WebMD also addresses mental health topics with a balance of optimism and realism, and its photographs are vivid, colorful and otherwise eye-catching. 

But WebMD lost its Wellness Motivator of the Year Award when I came across this recent headline in its newsletter:

Exercises that Address Menopausal Weight Gain: About 30% of Women Ages 50-59 Are Obese. Learn How to Keep from Joining Them . . .

Really now. 

I've already established that I'm an avid WebMD reader. What I haven't mentioned is that I fit the demographic of "women ages 50-59," am menopausal, and, while I strive for a sort of va-va-voom quality, I am obese - at least temporarily. 

And true to the demographics, at least 30% of my gal-pals are too. Shouldn't WebMD presume that women like me are readers of its newsletter? I'm thinking it would have been better, dare I say nicer, to say something like this:

Exercises that Control Menopausal Weight Gain

And then just shut up. 

The WebMD  newsletter could have dropped a few pounds just by cutting that subtitle and that would have set a good example for what it seems to consider the 50-plus fatties. 
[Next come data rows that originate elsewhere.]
use super::*;
use boa_engine::{Context, Source};

const KEY: &str = "theme";
const DARK_MEDIA: &str = "function (q) { return { matches: q === '(prefers-color-scheme: dark)' }; }";
const LIGHT_MEDIA: &str = "function (q) { return { matches: false }; }";
const EMPTY_STORAGE: &str = "{ getItem: function (k) { return null; } }";
const THROWING_STORAGE: &str = "{ getItem: function (k) { throw new Error('storage disabled'); } }";

fn storage_with(value: &str) -> String {
    format!("{{ getItem: function (k) {{ return k === '{KEY}' ? '{value}' : null; }} }}")
}

/// Browser stand-in for one page load.
struct Env<'a> {
    cookie: &'a str,
    storage: String,
    /// `None` leaves `window.matchMedia` undefined.
    media: Option<&'a str>,
    initial_classes: &'a str,
}

impl Default for Env<'_> {
    fn default() -> Self {
        Self {
            cookie: "",
            storage: EMPTY_STORAGE.to_owned(),
            media: Some(LIGHT_MEDIA),
            initial_classes: "transition-colors duration-300",
        }
    }
}

impl Env<'_> {
    /// Run the head script `runs` times and return the root class list.
    fn run(&self, runs: usize) -> String {
        let media = self.media.map_or_else(String::new, |m| format!("window.matchMedia = {m};"));
        let mut src = format!(
            r"
            var classes = '{initial}'.split(' ').filter(function (c) {{ return c.length > 0; }});
            var document = {{
              cookie: '{cookie}',
              documentElement: {{
                classList: {{
                  add: function (c) {{ if (classes.indexOf(c) < 0) {{ classes.push(c); }} }},
                  remove: function (c) {{ var i = classes.indexOf(c); if (i >= 0) {{ classes.splice(i, 1); }} }}
                }}
              }}
            }};
            var window = {{ localStorage: {storage} }};
            {media}
            ",
            initial = self.initial_classes,
            cookie = self.cookie,
            storage = self.storage,
        );
        let script = theme_script(KEY);
        for _ in 0..runs {
            src.push_str(&script);
            src.push('\n');
        }
        src.push_str("classes.join(' ')");

        let mut ctx = Context::default();
        let value = ctx.eval(Source::from_bytes(&src)).expect("script should evaluate");
        value.to_string(&mut ctx).expect("class list is a string").to_std_string_escaped()
    }
}

fn is_dark(classes: &str) -> bool {
    classes.split(' ').any(|c| c == "dark")
}

// =============================================================================
// Resolution order
// =============================================================================

#[test]
fn stored_light_beats_dark_media() {
    let env = Env { storage: storage_with("light"), media: Some(DARK_MEDIA), ..Env::default() };
    assert_eq!(env.run(1), "transition-colors duration-300");
}

#[test]
fn stored_dark_beats_light_media() {
    let env = Env { storage: storage_with("dark"), ..Env::default() };
    assert!(is_dark(&env.run(1)));
}

#[test]
fn cookie_only_dark_is_dark() {
    let env = Env { cookie: "session=abc; theme=dark", ..Env::default() };
    assert_eq!(env.run(1), "transition-colors duration-300 dark");
}

#[test]
fn cookie_wins_over_local_storage() {
    let env = Env { cookie: "theme=light", storage: storage_with("dark"), ..Env::default() };
    assert!(!is_dark(&env.run(1)));
}

#[test]
fn invalid_cookie_falls_through_to_storage_then_media() {
    let env = Env { cookie: "theme=system; xtheme=dark", storage: storage_with("dark"), ..Env::default() };
    assert!(is_dark(&env.run(1)));

    let env = Env { cookie: "theme=", storage: storage_with("midnight"), media: Some(DARK_MEDIA), ..Env::default() };
    assert!(is_dark(&env.run(1)));
}

#[test]
fn throwing_storage_falls_back_to_media() {
    let env = Env { storage: THROWING_STORAGE.to_owned(), media: Some(DARK_MEDIA), ..Env::default() };
    assert!(is_dark(&env.run(1)));
}

#[test]
fn missing_media_query_defaults_to_light() {
    let env = Env { media: None, initial_classes: "dark transition-colors", ..Env::default() };
    assert_eq!(env.run(1), "transition-colors");
}

#[test]
fn running_twice_matches_running_once() {
    for env in [
        Env { media: Some(DARK_MEDIA), ..Env::default() },
        Env { cookie: "theme=light", media: Some(DARK_MEDIA), ..Env::default() },
        Env { storage: THROWING_STORAGE.to_owned(), ..Env::default() },
    ] {
        assert_eq!(env.run(1), env.run(2));
    }
}

#[test]
fn script_matches_server_resolution_for_persisted_cookie() {
    use crate::theme::{CookieStore, RootElement, bootstrap};
    use axum::http::{HeaderMap, HeaderValue, header};
    use axum_extra::extract::cookie::CookieJar;

    let mut headers = HeaderMap::new();
    headers.insert(header::COOKIE, HeaderValue::from_static("theme=dark"));
    let store = CookieStore::new(CookieJar::from_headers(&headers), false);
    let mut root = RootElement::layout_default();
    bootstrap(&store, KEY, &false, &mut root);

    let env = Env { cookie: "theme=dark", initial_classes: "transition-colors duration-300 dark", ..Env::default() };
    assert_eq!(env.run(1), root.class_attr());
}

// =============================================================================
// Escaping
// =============================================================================

#[test]
fn hostile_key_cannot_close_script_element() {
    let script = theme_script("</script><script>alert(1)//");
    assert!(!script.to_ascii_lowercase().contains("</script"));
    assert!(script.contains("\\u003c/script\\u003e"));
}

#[test]
fn script_never_touches_body() {
    assert!(!theme_script(KEY).contains("document.body"));
}

#[test]
fn js_string_literal_escapes_quotes_and_controls() {
    assert_eq!(js_string_literal("a\"b"), "\"a\\\"b\"");
    assert_eq!(js_string_literal("a\\b"), "\"a\\\\b\"");
    assert_eq!(js_string_literal("a\nb"), "\"a\\u000ab\"");
}
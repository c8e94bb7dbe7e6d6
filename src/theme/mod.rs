//! Theme resolution and first-paint bootstrap.
//!
//! ARCHITECTURE
//! ============
//! The theme is resolved once per page load, before the body is painted, in
//! priority order: persisted choice, environment color-scheme signal, light.
//! The same algorithm runs in two places. The server applies it to the
//! `<html>` element of the response it is about to emit, and the inline head
//! script re-applies it against `localStorage` and `matchMedia` for clients
//! that did not send a color-scheme hint.
//!
//! The bootstrap reads through [`store::PreferenceStore`] and
//! [`signal::ColorSchemeSignal`] and writes only to [`root::RootElement`].

pub mod bootstrap;
pub mod preference;
pub mod root;
pub mod script;
pub mod signal;
pub mod store;

pub use bootstrap::{BootstrapState, ThemeBootstrap, bootstrap, resolve};
pub use preference::{ResolvedTheme, ThemePreference};
pub use root::{DARK_CLASS, RootElement};
pub use signal::{ClientHint, ColorSchemeSignal};
pub use store::{CookieStore, MemoryStore, PreferenceStore, StoreError};

/// Well-known key the preference is persisted under, both as a
/// `localStorage` entry and as a cookie name.
pub const DEFAULT_STORAGE_KEY: &str = "theme";
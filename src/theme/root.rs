//! The root document element's class list.

use serde::Serialize;

/// Marker class global styles branch on.
pub const DARK_CLASS: &str = "dark";

/// `<html>` attributes the theme bootstrap is allowed to touch.
#[derive(Debug, Clone, PartialEq, Eq, Serialize)]
pub struct RootElement {
    pub lang: String,
    classes: Vec<String>,
}

impl RootElement {
    #[must_use]
    pub fn new(lang: &str) -> Self {
        Self { lang: lang.to_owned(), classes: Vec::new() }
    }

    /// Root element with the layout's base transition classes.
    #[must_use]
    pub fn layout_default() -> Self {
        Self::new("en").with_classes(["transition-colors", "duration-300"])
    }

    #[must_use]
    pub fn with_classes<'a>(mut self, classes: impl IntoIterator<Item = &'a str>) -> Self {
        for class in classes {
            self.add_class(class);
        }
        self
    }

    /// Add a class if absent. Blank names are ignored.
    pub fn add_class(&mut self, class: &str) {
        let class = class.trim();
        if class.is_empty() || self.has_class(class) {
            return;
        }
        self.classes.push(class.to_owned());
    }

    pub fn remove_class(&mut self, class: &str) {
        self.classes.retain(|c| c != class);
    }

    #[must_use]
    pub fn has_class(&self, class: &str) -> bool {
        self.classes.iter().any(|c| c == class)
    }

    #[must_use]
    pub fn classes(&self) -> &[String] {
        &self.classes
    }

    pub fn set_dark(&mut self, dark: bool) {
        if dark {
            self.add_class(DARK_CLASS);
        } else {
            self.remove_class(DARK_CLASS);
        }
    }

    #[must_use]
    pub fn is_dark(&self) -> bool {
        self.has_class(DARK_CLASS)
    }

    /// Space-separated value for the `class` attribute.
    #[must_use]
    pub fn class_attr(&self) -> String {
        self.classes.join(" ")
    }
}

impl Default for RootElement {
    fn default() -> Self {
        Self::layout_default()
    }
}

#[cfg(test)]
mod tests {
    use super::*;

    #[test]
    fn layout_default_has_transition_classes() {
        let root = RootElement::default();
        assert_eq!(root.lang, "en");
        assert_eq!(root.class_attr(), "transition-colors duration-300");
        assert!(!root.is_dark());
    }

    #[test]
    fn add_class_dedupes_and_ignores_blank() {
        let mut root = RootElement::new("en");
        root.add_class("a");
        root.add_class("a");
        root.add_class("  ");
        root.add_class("b");
        assert_eq!(root.classes(), ["a", "b"]);
    }

    #[test]
    fn set_dark_preserves_other_classes() {
        let mut root = RootElement::layout_default();
        root.set_dark(true);
        assert_eq!(root.class_attr(), "transition-colors duration-300 dark");
        root.set_dark(true);
        assert_eq!(root.classes().len(), 3);
        root.set_dark(false);
        assert_eq!(root.class_attr(), "transition-colors duration-300");
    }
}
//! Environment color-scheme signal.
//!
//! Browsers that support user-agent client hints report the OS-level scheme
//! in `Sec-CH-Prefers-Color-Scheme`, but only after the server lists it in
//! `Accept-CH`. Without the hint the server cannot tell, so the signal is
//! `None` and the inline head script settles it from `matchMedia`.

use axum::http::HeaderMap;
use axum::http::header::HeaderName;

pub const PREFERS_COLOR_SCHEME: HeaderName = HeaderName::from_static("sec-ch-prefers-color-scheme");

/// Source of the environment's reported color-scheme preference.
pub trait ColorSchemeSignal {
    /// `Some(true)` for dark, `Some(false)` for light, `None` when unknown.
    fn prefers_dark(&self) -> Option<bool>;
}

impl ColorSchemeSignal for bool {
    fn prefers_dark(&self) -> Option<bool> {
        Some(*self)
    }
}

impl ColorSchemeSignal for Option<bool> {
    fn prefers_dark(&self) -> Option<bool> {
        *self
    }
}

impl<T: ColorSchemeSignal + ?Sized> ColorSchemeSignal for &T {
    fn prefers_dark(&self) -> Option<bool> {
        (**self).prefers_dark()
    }
}

/// The `Sec-CH-Prefers-Color-Scheme` hint of one request.
#[derive(Debug, Clone, Copy, Default, PartialEq, Eq)]
pub struct ClientHint(Option<bool>);

impl ClientHint {
    #[must_use]
    pub fn from_headers(headers: &HeaderMap) -> Self {
        let dark = headers
            .get(&PREFERS_COLOR_SCHEME)
            .and_then(|v| v.to_str().ok())
            .and_then(parse_hint);
        Self(dark)
    }
}

impl ColorSchemeSignal for ClientHint {
    fn prefers_dark(&self) -> Option<bool> {
        self.0
    }
}

/// Parse a structured-header token such as `"dark"` or `light`.
fn parse_hint(raw: &str) -> Option<bool> {
    let value = raw.trim().trim_matches('"');
    if value.eq_ignore_ascii_case("dark") {
        Some(true)
    } else if value.eq_ignore_ascii_case("light") {
        Some(false)
    } else {
        None
    }
}

#[cfg(test)]
#[path = "signal_test.rs"]
mod tests;
//! Document metadata.

use serde::Serialize;

#[derive(Debug, Clone, PartialEq, Eq, Serialize)]
pub struct SiteMetadata {
    pub title: String,
    pub description: String,
}

impl Default for SiteMetadata {
    fn default() -> Self {
        Self {
            title: "Llens".into(),
            description: "A lens into your thoughts - personal journaling with AI-powered insights and analysis".into(),
        }
    }
}
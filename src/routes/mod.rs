//! Router assembly.
//!
//! SYSTEM CONTEXT
//! ==============
//! Pages are rendered through the root layout with the theme resolved from
//! the request, so the first byte of `<html>` already carries the right
//! class. The theme API lets client code read and change the persisted
//! preference; static assets are served from the configured directory.

pub mod pages;
pub mod theme;

use axum::Router;
use axum::http::StatusCode;
use axum::routing::get;
use tower_http::compression::CompressionLayer;
use tower_http::services::ServeDir;
use tower_http::trace::TraceLayer;

use crate::state::AppState;

pub fn app(state: AppState) -> Router {
    let static_dir = ServeDir::new(&state.config.static_dir);

    Router::new()
        .route("/", get(pages::index))
        .route("/api/theme", get(theme::get_theme).put(theme::put_theme))
        .route("/healthz", get(healthz))
        .nest_service("/static", static_dir)
        .layer(CompressionLayer::new())
        .layer(TraceLayer::new_for_http())
        .with_state(state)
}

async fn healthz() -> StatusCode {
    StatusCode::OK
}
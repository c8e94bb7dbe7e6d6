//! Shared application state.
//!
//! `AppState` is injected into Axum handlers via the `State` extractor. It is
//! immutable after startup: per-request theme state lives in each request's
//! cookie store and root element.

use std::sync::Arc;

use crate::config::AppConfig;
use crate::layout::{LayoutError, RootLayout};

/// Clone is required by Axum; inner fields are Arc-wrapped.
#[derive(Clone)]
pub struct AppState {
    pub config: Arc<AppConfig>,
    pub layout: Arc<RootLayout>,
}

impl AppState {
    /// # Errors
    ///
    /// Returns [`LayoutError`] if the layout template fails to compile.
    pub fn new(config: AppConfig) -> Result<Self, LayoutError> {
        let layout = RootLayout::with_defaults(&config.storage_key)?;
        Ok(Self { config: Arc::new(config), layout: Arc::new(layout) })
    }
}

#[cfg(test)]
pub mod test_helpers {
    use super::*;

    /// State built from default config, with no environment involved.
    #[must_use]
    pub fn test_app_state() -> AppState {
        AppState::new(AppConfig::default()).expect("default layout should compile")
    }
}
pub mod cli;
pub mod config;
pub mod error;
pub mod event;
pub mod handlers;

pub use config::{Config, DiscordSettings};
pub use error::{NotifierError, Result};
pub use event::{Event, Severity};
pub use handlers::{DiscordWebhook, Handler};
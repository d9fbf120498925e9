use anyhow::Context;
use clap::Parser;
use std::path::PathBuf;
use tokio::io::AsyncReadExt;
use tracing_subscriber::EnvFilter;

use kubewatch_discord::cli::{Cli, Commands, ConfigCommands};
use kubewatch_discord::config::{apply_flags_to_file, default_config_path, ConfigManager, FileConfigManager};
use kubewatch_discord::{DiscordWebhook, Event, Handler};

#[tokio::main]
async fn main() -> anyhow::Result<()> {
    init_logging();

    let cli = Cli::parse();
    let config_manager = FileConfigManager::new(cli.config.clone().unwrap_or_else(default_config_path));

    match cli.command {
        Commands::Config { command: ConfigCommands::Discord(args) } => {
            let mut config = config_manager.load_config().await?;
            config.handler.discord = apply_flags_to_file(config.handler.discord, &args.into());
            config_manager.save_config(&config).await?;
        }
        Commands::Config { command: ConfigCommands::View } => {
            let config = config_manager.load_config().await?;
            println!("{}", toml::to_string_pretty(&config)?);
        }
        Commands::Send { file } => {
            let config = config_manager.load_config().await?;

            // a half-configured notifier must never run
            let webhook = match DiscordWebhook::init(&config) {
                Ok(webhook) => webhook,
                Err(e) => {
                    eprintln!("{}", e);
                    std::process::exit(1);
                }
            };

            let event = read_event(file).await?;
            tracing::debug!("Handling {} event for {}/{}", event.kind, event.namespace, event.name);
            webhook.handle(&event).await;
        }
    }

    Ok(())
}

/// `LOG_LEVEL` picks the level; unknown or unset values fall back to info.
fn init_logging() {
    let level = std::env::var("LOG_LEVEL").unwrap_or_default().to_lowercase();
    let level = match level.as_str() {
        "debug" | "info" | "warn" | "error" => level.as_str(),
        _ => "info",
    };

    tracing_subscriber::fmt()
        .with_env_filter(EnvFilter::new(level))
        .with_writer(std::io::stderr)
        .init();
}

async fn read_event(file: Option<PathBuf>) -> anyhow::Result<Event> {
    let raw = match file {
        Some(path) => tokio::fs::read_to_string(&path)
            .await
            .with_context(|| format!("Failed to read event file {:?}", path))?,
        None => {
            let mut buf = String::new();
            tokio::io::stdin()
                .read_to_string(&mut buf)
                .await
                .context("Failed to read event from stdin")?;
            buf
        }
    };

    serde_json::from_str(&raw).context("Failed to parse event JSON")
}
use thiserror::Error;

pub type Result<T> = std::result::Result<T, NotifierError>;

#[derive(Error, Debug)]
pub enum NotifierError {
    /// Fatal at startup; carries the full remediation text.
    #[error("{0}")]
    Config(String),

    #[error("Network error: {0}")]
    Network(String),

    #[error("Unexpected response status: {status}")]
    UnexpectedStatus { status: u16, body: String },

    #[error("Serialization error: {0}")]
    Serialization(String),
}

// Conversion implementations for common error types
impl From<serde_json::Error> for NotifierError {
    fn from(err: serde_json::Error) -> Self {
        NotifierError::Serialization(err.to_string())
    }
}

impl From<toml::de::Error> for NotifierError {
    fn from(err: toml::de::Error) -> Self {
        NotifierError::Config(format!("Failed to parse TOML config: {}", err))
    }
}

impl From<toml::ser::Error> for NotifierError {
    fn from(err: toml::ser::Error) -> Self {
        NotifierError::Serialization(err.to_string())
    }
}
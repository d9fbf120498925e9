use serde::{Deserialize, Serialize};
use std::env;
use std::fs;
use std::path::PathBuf;
use tracing::{debug, info, warn};

use crate::error::{NotifierError, Result};

pub const ENV_CONFIG_PATH: &str = "KW_CONFIG";
pub const ENV_WEBHOOK_URL: &str = "KW_DISCORD_WEBHOOK_URL";
pub const ENV_USERNAME: &str = "KW_DISCORD_USERNAME";
pub const ENV_AVATAR_URL: &str = "KW_DISCORD_AVATAR_URL";

const CONFIG_FILE_NAME: &str = ".kubewatch.toml";

/// Persisted configuration file.
#[derive(Debug, Clone, Default, PartialEq, Deserialize, Serialize)]
#[serde(default)]
pub struct Config {
    pub handler: HandlerConfig,
}

#[derive(Debug, Clone, Default, PartialEq, Deserialize, Serialize)]
#[serde(default)]
pub struct HandlerConfig {
    pub discord: DiscordConfig,
}

#[derive(Debug, Clone, PartialEq, Deserialize, Serialize)]
#[serde(default)]
pub struct DiscordConfig {
    pub url: String,
    pub username: String,
    pub avatar_url: String,
    /// Accept self-signed certificates on the webhook client.
    pub insecure_skip_verify: bool,
}

impl Default for DiscordConfig {
    fn default() -> Self {
        Self {
            url: String::new(),
            username: String::new(),
            avatar_url: String::new(),
            insecure_skip_verify: true,
        }
    }
}

/// Values supplied on the command line for `config discord`.
#[derive(Debug, Clone, Default, PartialEq, Eq)]
pub struct DiscordFlags {
    pub url: Option<String>,
    pub username: Option<String>,
    pub avatar_url: Option<String>,
}

/// Delivery settings after the file has been merged with the environment.
#[derive(Debug, Clone, PartialEq, Eq)]
pub struct DiscordSettings {
    pub url: String,
    pub username: String,
    pub avatar_url: String,
    pub insecure_skip_verify: bool,
}

/// Merges command line flags into the persisted settings.
///
/// Non-empty flags overwrite the stored value; absent or empty flags keep it.
/// The environment is never consulted here.
pub fn apply_flags_to_file(mut file: DiscordConfig, flags: &DiscordFlags) -> DiscordConfig {
    fn overwrite(field: &mut String, flag: &Option<String>) {
        if let Some(value) = flag.as_deref().filter(|v| !v.is_empty()) {
            *field = value.to_string();
        }
    }

    overwrite(&mut file.url, &flags.url);
    overwrite(&mut file.username, &flags.username);
    overwrite(&mut file.avatar_url, &flags.avatar_url);
    file
}

/// Builds runtime settings from the file, falling back to `KW_DISCORD_*`
/// variables for every field the file left empty.
pub fn resolve_runtime_settings(file: &DiscordConfig) -> DiscordSettings {
    resolve_runtime_settings_with(file, |key| env::var(key).ok())
}

pub fn resolve_runtime_settings_with<F>(file: &DiscordConfig, lookup: F) -> DiscordSettings
where
    F: Fn(&str) -> Option<String>,
{
    let pick = |stored: &str, key: &str| {
        if stored.is_empty() {
            lookup(key).unwrap_or_default()
        } else {
            stored.to_string()
        }
    };

    DiscordSettings {
        url: pick(&file.url, ENV_WEBHOOK_URL),
        username: pick(&file.username, ENV_USERNAME),
        avatar_url: pick(&file.avatar_url, ENV_AVATAR_URL),
        insecure_skip_verify: file.insecure_skip_verify,
    }
}

/// Location of the config file: `KW_CONFIG`, then `$HOME/.kubewatch.toml`,
/// then the working directory.
pub fn default_config_path() -> PathBuf {
    if let Some(path) = env::var_os(ENV_CONFIG_PATH).filter(|p| !p.is_empty()) {
        return PathBuf::from(path);
    }
    match dirs::home_dir() {
        Some(home) => home.join(CONFIG_FILE_NAME),
        None => PathBuf::from(CONFIG_FILE_NAME),
    }
}

#[async_trait::async_trait]
pub trait ConfigManager {
    async fn load_config(&self) -> Result<Config>;
    async fn save_config(&self, config: &Config) -> Result<()>;
}

pub struct FileConfigManager {
    config_path: PathBuf,
}

impl FileConfigManager {
    pub fn new(config_path: PathBuf) -> Self {
        Self { config_path }
    }
}

#[async_trait::async_trait]
impl ConfigManager for FileConfigManager {
    async fn load_config(&self) -> Result<Config> {
        info!("Loading configuration from {:?}", self.config_path);

        // a missing file is an empty config, the env fallback may still fill it
        if !self.config_path.exists() {
            warn!("Configuration file not found at {:?}, using defaults", self.config_path);
            return Ok(Config::default());
        }

        let config_content = fs::read_to_string(&self.config_path)
            .map_err(|e| NotifierError::Config(format!("Failed to read config file: {}", e)))?;

        let config: Config = toml::from_str(&config_content)?;

        debug!("Configuration loaded successfully");
        Ok(config)
    }

    async fn save_config(&self, config: &Config) -> Result<()> {
        info!("Saving configuration to {:?}", self.config_path);

        let toml_content = toml::to_string_pretty(config)?;

        if let Some(parent) = self.config_path.parent().filter(|p| !p.as_os_str().is_empty()) {
            fs::create_dir_all(parent)
                .map_err(|e| NotifierError::Config(format!("Failed to create config directory: {}", e)))?;
        }

        fs::write(&self.config_path, toml_content)
            .map_err(|e| NotifierError::Config(format!("Failed to write config file: {}", e)))?;

        info!("Configuration saved successfully");
        Ok(())
    }
}
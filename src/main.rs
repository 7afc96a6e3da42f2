use crossterm::{
    event::{self, Event, KeyCode},
    execute,
    terminal::{EnterAlternateScreen, LeaveAlternateScreen, disable_raw_mode, enable_raw_mode},
};
use mcq_studio::models::{AppState, Studio};
use mcq_studio::{logger, session, ui, worker};
use ratatui::{Terminal, backend::CrosstermBackend};
use std::io;
use std::sync::mpsc;
use std::time::Duration;

fn main() -> io::Result<()> {
    logger::init();

    enable_raw_mode()?;
    let mut stdout = io::stdout();
    execute!(stdout, EnterAlternateScreen)?;
    let backend = CrosstermBackend::new(stdout);
    let mut terminal = Terminal::new(backend)?;

    let (request_tx, request_rx) = mpsc::channel();
    let (event_tx, event_rx) = mpsc::channel();
    worker::spawn_gen_worker(event_tx, request_rx);

    let mut studio = Studio::new(request_tx, event_rx);
    let mut app_state = AppState::Form;
    // Screen to return to when a confirmation popup is dismissed.
    let mut underlying = AppState::Form;

    loop {
        while let Ok(gen_event) = studio.try_recv_gen_event() {
            studio.process_gen_event(gen_event);
        }

        terminal.draw(|f| match app_state {
            AppState::Form => ui::draw_form(f, &studio),
            AppState::Editor => ui::draw_editor(f, &studio),
            AppState::ClearConfirm => {
                match underlying {
                    AppState::Editor => ui::draw_editor(f, &studio),
                    _ => ui::draw_form(f, &studio),
                }
                ui::draw_clear_confirmation(f, studio.records.len());
            }
            AppState::QuitConfirm => {
                match underlying {
                    AppState::Editor => ui::draw_editor(f, &studio),
                    _ => ui::draw_form(f, &studio),
                }
                ui::draw_quit_confirmation(f);
            }
        })?;

        // Short poll so worker events are drained between keystrokes.
        if !event::poll(Duration::from_millis(50))? {
            continue;
        }
        if let Event::Key(key) = event::read()? {
            match app_state {
                AppState::Form => {
                    underlying = AppState::Form;
                    session::handle_form_input(&mut studio, key, &mut app_state);
                }
                AppState::Editor => {
                    underlying = AppState::Editor;
                    session::handle_editor_input(&mut studio, key, &mut app_state);
                }
                AppState::ClearConfirm => match key.code {
                    KeyCode::Char('y') | KeyCode::Enter => {
                        studio.clear_records();
                        app_state = AppState::Form;
                    }
                    KeyCode::Char('n') | KeyCode::Esc => {
                        app_state = underlying;
                    }
                    _ => {}
                },
                AppState::QuitConfirm => match key.code {
                    KeyCode::Char('y') | KeyCode::Enter => break,
                    KeyCode::Char('n') | KeyCode::Esc => {
                        app_state = underlying;
                    }
                    _ => {}
                },
            }
        }
    }

    disable_raw_mode()?;
    execute!(terminal.backend_mut(), LeaveAlternateScreen)?;
    terminal.show_cursor()?;

    Ok(())
}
While its prevention-oriented articles are great in a lot of cases, WebMD is not Prevention magazine; Prevention magazine is Prevention magazine and can get away with that kind of article with a lot more justification, based on the name of the publication. Still, the subtitle is atrocious, and I would hope Prevention would have come up with something else, just as I think WebMD would have - ordinarily. 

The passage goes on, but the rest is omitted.